[Stored data entries]

= Beginning of Section =

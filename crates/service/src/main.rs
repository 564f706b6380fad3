//! Booking service entry point.

use std::sync::Arc;

use booking_store::{BookingStore, InMemoryBookingStore, PostgresBookingStore};
use bytes::Bytes;
use futures_util::stream::BoxStream;
use lifecycle::{BookingService, EventPublisher, LoggingEventPublisher};
use metrics_exporter_prometheus::PrometheusHandle;
use service::broker::{self, NatsEventPublisher};
use service::config::Config;
use service::consumer_task::spawn_payment_consumer;
use service::{AppState, create_app, telemetry};
use sqlx::postgres::PgPoolOptions;
use tokio::signal;
use tokio_util::sync::CancellationToken;

/// Waits for a shutdown signal (SIGINT or SIGTERM).
async fn shutdown_signal() {
    let ctrl_c = async {
        signal::ctrl_c()
            .await
            .expect("failed to install SIGINT handler");
    };

    #[cfg(unix)]
    let terminate = async {
        signal::unix::signal(signal::unix::SignalKind::terminate())
            .expect("failed to install SIGTERM handler")
            .recv()
            .await;
    };

    #[cfg(not(unix))]
    let terminate = std::future::pending::<()>();

    tokio::select! {
        () = ctrl_c => {
            tracing::info!("received SIGINT, starting graceful shutdown");
        }
        () = terminate => {
            tracing::info!("received SIGTERM, starting graceful shutdown");
        }
    }
}

/// Picks the publisher and payment source, then serves until shutdown.
async fn run<S: BookingStore + 'static>(
    config: Config,
    store: S,
    store_kind: &'static str,
    metrics_handle: PrometheusHandle,
) {
    match config.nats_url.clone() {
        Some(url) => {
            let client = broker::connect(&url, &config.service_name)
                .await
                .expect("failed to connect to NATS");
            let payments = broker::subscribe_payment_events(
                &client,
                &config.payment_events_topic,
                &config.consumer_group,
            )
            .await
            .expect("failed to subscribe to payment events");

            let publisher = NatsEventPublisher::new(client);
            let service = Arc::new(
                BookingService::new(store, publisher.clone())
                    .with_settings(config.lifecycle_settings()),
            );
            let state = AppState::new(&config.service_name, store_kind, "nats");
            serve(&config, service, Some(payments), state, metrics_handle).await;

            if let Err(e) = publisher.flush().await {
                tracing::warn!(error = %e, "failed to flush pending booking events");
            }
        }
        None => {
            tracing::warn!(
                "NATS_URL not set, booking events are only logged and payment events are not consumed"
            );
            let service = Arc::new(
                BookingService::new(store, LoggingEventPublisher)
                    .with_settings(config.lifecycle_settings()),
            );
            let state = AppState::new(&config.service_name, store_kind, "none");
            serve(&config, service, None, state, metrics_handle).await;
        }
    }
}

async fn serve<S, P>(
    config: &Config,
    service: Arc<BookingService<S, P>>,
    payments: Option<BoxStream<'static, Bytes>>,
    state: AppState,
    metrics_handle: PrometheusHandle,
) where
    S: BookingStore + 'static,
    P: EventPublisher + 'static,
{
    let shutdown = CancellationToken::new();
    let consumer = payments
        .map(|messages| spawn_payment_consumer(service, messages, shutdown.clone()));

    let app = create_app(state.clone(), metrics_handle);

    let addr = config.addr();
    tracing::info!(
        %addr,
        store = state.store_kind,
        broker = state.broker_kind,
        "starting booking service"
    );

    let listener = tokio::net::TcpListener::bind(&addr)
        .await
        .expect("failed to bind address");
    axum::serve(listener, app)
        .with_graceful_shutdown(shutdown_signal())
        .await
        .expect("server error");

    shutdown.cancel();
    if let Some(handle) = consumer {
        if let Err(e) = handle.await {
            tracing::error!(error = %e, "payment consumer task failed");
        }
    }

    tracing::info!("server shut down gracefully");
}

#[tokio::main]
async fn main() {
    let config = Config::from_env();

    // 1. Tracing
    telemetry::init_tracing(&config);

    // 2. Prometheus recorder
    let metrics_handle = telemetry::install_metrics().expect("failed to install Prometheus recorder");

    // 3. Store, then serve
    match config.database_url.clone() {
        Some(url) => {
            let pool = PgPoolOptions::new()
                .max_connections(10)
                .connect(&url)
                .await
                .expect("failed to connect to PostgreSQL");
            let store = PostgresBookingStore::new(pool);
            store
                .run_migrations()
                .await
                .expect("failed to run migrations");
            run(config, store, "postgres", metrics_handle).await;
        }
        None => {
            tracing::warn!("DATABASE_URL not set, bookings are kept in memory");
            run(config, InMemoryBookingStore::new(), "memory", metrics_handle).await;
        }
    }
}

= End of Section =

-- Task objective --
Repeat the entries above exactly, beginning at their first line and ending with the line that contains "use futures_util::stream::BoxStream;", with nothing added.

-- Response --
filename crates/service/src/main.rs
repository 564f706b6380fad3
//! Booking service entry point.

use std::sync::Arc;

use booking_store::{BookingStore, InMemoryBookingStore, PostgresBookingStore};
use bytes::Bytes;
use futures_util::stream::BoxStream;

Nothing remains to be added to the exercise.